● **Task directions**
Identify every line in the records below that contains the word "DataFlags", and reproduce each one.

● **Stored data**
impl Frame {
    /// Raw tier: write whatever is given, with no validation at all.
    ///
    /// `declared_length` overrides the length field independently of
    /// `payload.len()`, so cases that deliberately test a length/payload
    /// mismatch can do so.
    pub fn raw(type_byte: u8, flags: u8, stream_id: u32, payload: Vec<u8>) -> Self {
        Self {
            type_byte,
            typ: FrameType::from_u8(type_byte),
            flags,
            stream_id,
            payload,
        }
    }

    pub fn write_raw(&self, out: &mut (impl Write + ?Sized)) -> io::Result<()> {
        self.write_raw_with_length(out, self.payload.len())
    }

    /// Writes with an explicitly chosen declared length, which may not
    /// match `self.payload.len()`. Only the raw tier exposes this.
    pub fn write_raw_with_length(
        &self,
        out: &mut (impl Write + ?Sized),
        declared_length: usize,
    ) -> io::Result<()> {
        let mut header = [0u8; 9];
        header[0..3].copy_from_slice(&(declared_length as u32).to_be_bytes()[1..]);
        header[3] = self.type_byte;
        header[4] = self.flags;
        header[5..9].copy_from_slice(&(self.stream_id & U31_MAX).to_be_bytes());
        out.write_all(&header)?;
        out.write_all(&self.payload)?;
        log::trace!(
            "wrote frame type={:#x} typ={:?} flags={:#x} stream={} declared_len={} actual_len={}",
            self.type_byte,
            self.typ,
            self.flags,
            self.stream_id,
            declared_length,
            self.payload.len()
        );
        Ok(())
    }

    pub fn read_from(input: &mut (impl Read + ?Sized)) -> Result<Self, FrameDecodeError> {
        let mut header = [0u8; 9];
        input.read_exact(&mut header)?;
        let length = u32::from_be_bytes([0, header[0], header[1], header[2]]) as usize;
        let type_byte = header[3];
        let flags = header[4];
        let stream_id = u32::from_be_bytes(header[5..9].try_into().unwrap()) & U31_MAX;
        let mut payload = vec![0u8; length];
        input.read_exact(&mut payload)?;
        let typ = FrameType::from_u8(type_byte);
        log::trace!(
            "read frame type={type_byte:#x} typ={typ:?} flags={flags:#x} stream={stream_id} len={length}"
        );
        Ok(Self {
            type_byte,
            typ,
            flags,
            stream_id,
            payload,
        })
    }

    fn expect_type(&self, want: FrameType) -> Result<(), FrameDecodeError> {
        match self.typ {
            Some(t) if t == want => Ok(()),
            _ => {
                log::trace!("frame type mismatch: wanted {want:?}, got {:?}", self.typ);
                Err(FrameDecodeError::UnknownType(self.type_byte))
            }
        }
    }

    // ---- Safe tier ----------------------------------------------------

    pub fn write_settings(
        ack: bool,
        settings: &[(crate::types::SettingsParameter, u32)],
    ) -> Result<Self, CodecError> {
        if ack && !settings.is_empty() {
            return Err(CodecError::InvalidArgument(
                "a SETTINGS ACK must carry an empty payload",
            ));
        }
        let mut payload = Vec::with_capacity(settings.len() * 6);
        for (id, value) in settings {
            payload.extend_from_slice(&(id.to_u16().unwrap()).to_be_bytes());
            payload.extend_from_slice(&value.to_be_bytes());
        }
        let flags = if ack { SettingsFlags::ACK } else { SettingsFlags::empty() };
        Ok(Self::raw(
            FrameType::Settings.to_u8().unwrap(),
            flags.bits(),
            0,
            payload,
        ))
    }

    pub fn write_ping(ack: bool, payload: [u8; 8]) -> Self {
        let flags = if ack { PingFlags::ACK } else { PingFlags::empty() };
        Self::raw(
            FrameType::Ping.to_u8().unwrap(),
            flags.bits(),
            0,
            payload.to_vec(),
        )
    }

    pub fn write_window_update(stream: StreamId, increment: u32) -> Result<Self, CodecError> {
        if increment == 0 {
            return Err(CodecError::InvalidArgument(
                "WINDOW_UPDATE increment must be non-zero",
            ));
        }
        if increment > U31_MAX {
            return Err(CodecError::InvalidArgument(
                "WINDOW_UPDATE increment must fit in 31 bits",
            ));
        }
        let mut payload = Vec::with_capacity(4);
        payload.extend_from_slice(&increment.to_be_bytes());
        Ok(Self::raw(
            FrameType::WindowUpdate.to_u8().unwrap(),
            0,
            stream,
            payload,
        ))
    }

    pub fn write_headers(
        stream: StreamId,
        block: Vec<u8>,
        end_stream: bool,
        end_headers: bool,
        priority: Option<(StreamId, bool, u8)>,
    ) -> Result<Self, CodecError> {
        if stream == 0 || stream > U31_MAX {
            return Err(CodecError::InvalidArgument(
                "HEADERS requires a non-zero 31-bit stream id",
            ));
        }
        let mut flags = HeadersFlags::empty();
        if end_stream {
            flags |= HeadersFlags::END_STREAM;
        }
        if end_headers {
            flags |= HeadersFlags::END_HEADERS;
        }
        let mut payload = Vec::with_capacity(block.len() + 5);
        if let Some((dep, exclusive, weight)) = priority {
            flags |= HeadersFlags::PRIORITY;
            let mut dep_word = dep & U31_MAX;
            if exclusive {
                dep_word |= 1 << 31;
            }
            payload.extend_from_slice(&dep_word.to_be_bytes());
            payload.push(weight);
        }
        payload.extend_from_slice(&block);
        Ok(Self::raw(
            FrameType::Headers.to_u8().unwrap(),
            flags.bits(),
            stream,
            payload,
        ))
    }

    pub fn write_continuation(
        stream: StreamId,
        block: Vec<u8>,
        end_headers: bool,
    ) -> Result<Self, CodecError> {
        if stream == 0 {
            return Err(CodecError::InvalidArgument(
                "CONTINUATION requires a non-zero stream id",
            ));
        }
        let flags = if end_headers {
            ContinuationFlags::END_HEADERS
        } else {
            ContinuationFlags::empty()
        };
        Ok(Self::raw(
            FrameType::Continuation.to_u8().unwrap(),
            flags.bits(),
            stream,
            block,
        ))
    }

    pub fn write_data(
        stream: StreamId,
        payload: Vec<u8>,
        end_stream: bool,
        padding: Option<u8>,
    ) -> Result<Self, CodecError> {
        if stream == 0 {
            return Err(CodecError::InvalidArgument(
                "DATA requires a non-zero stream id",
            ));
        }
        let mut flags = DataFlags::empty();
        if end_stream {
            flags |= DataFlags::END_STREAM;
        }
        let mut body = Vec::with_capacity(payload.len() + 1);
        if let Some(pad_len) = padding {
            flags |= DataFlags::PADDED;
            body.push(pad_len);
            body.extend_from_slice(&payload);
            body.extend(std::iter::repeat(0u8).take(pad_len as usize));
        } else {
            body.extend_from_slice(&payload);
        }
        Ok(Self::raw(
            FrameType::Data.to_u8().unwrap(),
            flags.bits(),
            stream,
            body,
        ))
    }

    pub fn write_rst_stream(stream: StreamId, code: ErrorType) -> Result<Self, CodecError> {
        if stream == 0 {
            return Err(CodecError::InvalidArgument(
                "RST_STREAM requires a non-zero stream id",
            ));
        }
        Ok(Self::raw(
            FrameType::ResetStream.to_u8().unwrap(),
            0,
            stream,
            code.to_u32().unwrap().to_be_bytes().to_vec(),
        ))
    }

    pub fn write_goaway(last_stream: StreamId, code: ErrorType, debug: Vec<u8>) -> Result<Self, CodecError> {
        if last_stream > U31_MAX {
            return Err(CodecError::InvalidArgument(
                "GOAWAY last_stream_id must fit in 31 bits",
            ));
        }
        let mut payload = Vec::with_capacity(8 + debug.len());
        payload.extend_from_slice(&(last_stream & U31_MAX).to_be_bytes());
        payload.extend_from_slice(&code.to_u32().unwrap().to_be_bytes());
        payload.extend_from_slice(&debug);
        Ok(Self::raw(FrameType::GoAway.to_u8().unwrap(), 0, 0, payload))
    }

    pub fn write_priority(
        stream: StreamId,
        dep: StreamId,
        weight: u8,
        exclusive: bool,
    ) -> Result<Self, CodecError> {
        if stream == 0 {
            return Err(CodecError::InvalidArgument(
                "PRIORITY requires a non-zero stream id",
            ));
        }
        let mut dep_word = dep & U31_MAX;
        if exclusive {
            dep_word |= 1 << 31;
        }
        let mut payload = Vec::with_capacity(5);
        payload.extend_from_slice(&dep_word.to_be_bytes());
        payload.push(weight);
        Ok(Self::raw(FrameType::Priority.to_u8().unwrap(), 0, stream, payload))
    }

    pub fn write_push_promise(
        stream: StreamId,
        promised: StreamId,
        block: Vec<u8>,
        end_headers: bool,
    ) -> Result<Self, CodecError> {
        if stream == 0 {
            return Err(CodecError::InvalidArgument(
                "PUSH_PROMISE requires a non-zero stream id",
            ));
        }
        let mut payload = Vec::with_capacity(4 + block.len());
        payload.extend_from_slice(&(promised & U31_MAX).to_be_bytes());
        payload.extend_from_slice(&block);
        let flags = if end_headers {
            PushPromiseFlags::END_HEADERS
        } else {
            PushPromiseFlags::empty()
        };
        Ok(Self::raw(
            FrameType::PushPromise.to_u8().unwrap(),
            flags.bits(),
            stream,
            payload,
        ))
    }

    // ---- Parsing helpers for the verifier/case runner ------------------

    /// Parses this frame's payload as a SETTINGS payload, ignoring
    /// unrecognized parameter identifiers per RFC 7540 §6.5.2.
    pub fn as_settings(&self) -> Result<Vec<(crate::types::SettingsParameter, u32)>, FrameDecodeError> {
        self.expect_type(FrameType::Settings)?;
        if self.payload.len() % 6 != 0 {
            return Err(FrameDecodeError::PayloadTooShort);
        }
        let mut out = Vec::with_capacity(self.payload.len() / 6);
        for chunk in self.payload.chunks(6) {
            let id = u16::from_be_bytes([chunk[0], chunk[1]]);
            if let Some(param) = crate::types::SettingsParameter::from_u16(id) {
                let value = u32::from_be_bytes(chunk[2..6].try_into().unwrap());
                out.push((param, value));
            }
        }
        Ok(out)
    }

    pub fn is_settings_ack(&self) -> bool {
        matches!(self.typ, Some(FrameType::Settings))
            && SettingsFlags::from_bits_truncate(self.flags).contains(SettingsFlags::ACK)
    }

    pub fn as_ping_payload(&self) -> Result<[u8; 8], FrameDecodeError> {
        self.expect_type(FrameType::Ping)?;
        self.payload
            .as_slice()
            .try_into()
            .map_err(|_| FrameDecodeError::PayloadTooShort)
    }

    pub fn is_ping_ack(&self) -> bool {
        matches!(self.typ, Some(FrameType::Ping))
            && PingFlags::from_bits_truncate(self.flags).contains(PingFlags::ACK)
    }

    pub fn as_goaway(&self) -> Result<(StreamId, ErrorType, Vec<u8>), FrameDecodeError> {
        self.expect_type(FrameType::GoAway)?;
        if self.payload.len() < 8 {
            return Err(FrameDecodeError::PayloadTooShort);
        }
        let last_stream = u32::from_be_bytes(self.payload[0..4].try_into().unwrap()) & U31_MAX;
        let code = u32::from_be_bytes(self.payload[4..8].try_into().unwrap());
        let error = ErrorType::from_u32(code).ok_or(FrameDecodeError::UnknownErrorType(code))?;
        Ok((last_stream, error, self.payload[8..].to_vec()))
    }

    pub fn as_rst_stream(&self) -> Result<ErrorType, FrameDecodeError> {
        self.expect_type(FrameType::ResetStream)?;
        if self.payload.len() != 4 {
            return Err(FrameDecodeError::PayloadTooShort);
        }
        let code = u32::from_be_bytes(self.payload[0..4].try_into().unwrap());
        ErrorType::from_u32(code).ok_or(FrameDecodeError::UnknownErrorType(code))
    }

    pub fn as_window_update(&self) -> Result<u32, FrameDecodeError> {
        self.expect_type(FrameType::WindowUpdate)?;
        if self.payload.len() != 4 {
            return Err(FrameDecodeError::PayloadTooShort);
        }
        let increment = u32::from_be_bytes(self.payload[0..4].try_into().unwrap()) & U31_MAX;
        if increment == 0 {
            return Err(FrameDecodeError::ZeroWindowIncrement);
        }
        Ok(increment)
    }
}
--
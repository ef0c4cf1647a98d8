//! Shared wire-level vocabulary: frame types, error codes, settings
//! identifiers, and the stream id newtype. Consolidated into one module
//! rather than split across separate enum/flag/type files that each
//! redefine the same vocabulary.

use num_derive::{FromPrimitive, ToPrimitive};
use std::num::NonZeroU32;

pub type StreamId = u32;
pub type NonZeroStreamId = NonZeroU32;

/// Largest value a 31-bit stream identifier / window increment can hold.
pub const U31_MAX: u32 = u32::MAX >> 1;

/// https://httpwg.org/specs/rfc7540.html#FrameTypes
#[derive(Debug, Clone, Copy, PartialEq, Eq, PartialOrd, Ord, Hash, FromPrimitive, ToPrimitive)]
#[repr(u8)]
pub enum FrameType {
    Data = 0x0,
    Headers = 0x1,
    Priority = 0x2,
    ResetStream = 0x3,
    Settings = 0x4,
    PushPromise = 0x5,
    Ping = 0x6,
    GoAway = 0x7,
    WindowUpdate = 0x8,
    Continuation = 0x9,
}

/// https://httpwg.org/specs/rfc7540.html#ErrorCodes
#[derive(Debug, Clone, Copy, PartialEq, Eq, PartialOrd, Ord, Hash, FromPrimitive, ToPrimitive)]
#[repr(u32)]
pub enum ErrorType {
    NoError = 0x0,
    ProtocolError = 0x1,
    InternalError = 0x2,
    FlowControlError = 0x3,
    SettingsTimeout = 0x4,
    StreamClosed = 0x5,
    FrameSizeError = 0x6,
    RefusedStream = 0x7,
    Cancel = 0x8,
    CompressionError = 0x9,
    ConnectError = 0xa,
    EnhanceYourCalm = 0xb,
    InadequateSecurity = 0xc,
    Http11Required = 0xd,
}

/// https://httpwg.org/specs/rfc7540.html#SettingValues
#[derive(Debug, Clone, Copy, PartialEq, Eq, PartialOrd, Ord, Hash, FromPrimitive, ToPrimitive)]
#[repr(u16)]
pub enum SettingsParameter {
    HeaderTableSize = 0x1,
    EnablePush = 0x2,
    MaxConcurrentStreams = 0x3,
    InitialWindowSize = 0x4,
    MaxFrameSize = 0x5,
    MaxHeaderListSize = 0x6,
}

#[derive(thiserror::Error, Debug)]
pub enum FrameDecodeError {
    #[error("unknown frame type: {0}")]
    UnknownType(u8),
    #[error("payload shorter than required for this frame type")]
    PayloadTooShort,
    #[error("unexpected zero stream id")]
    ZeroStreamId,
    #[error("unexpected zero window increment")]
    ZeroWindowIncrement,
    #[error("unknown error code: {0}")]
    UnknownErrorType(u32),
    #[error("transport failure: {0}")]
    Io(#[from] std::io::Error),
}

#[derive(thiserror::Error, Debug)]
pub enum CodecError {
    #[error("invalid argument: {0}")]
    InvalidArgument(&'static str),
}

● **Solution below**
        let mut flags = DataFlags::empty();
            flags |= DataFlags::END_STREAM;
            flags |= DataFlags::PADDED;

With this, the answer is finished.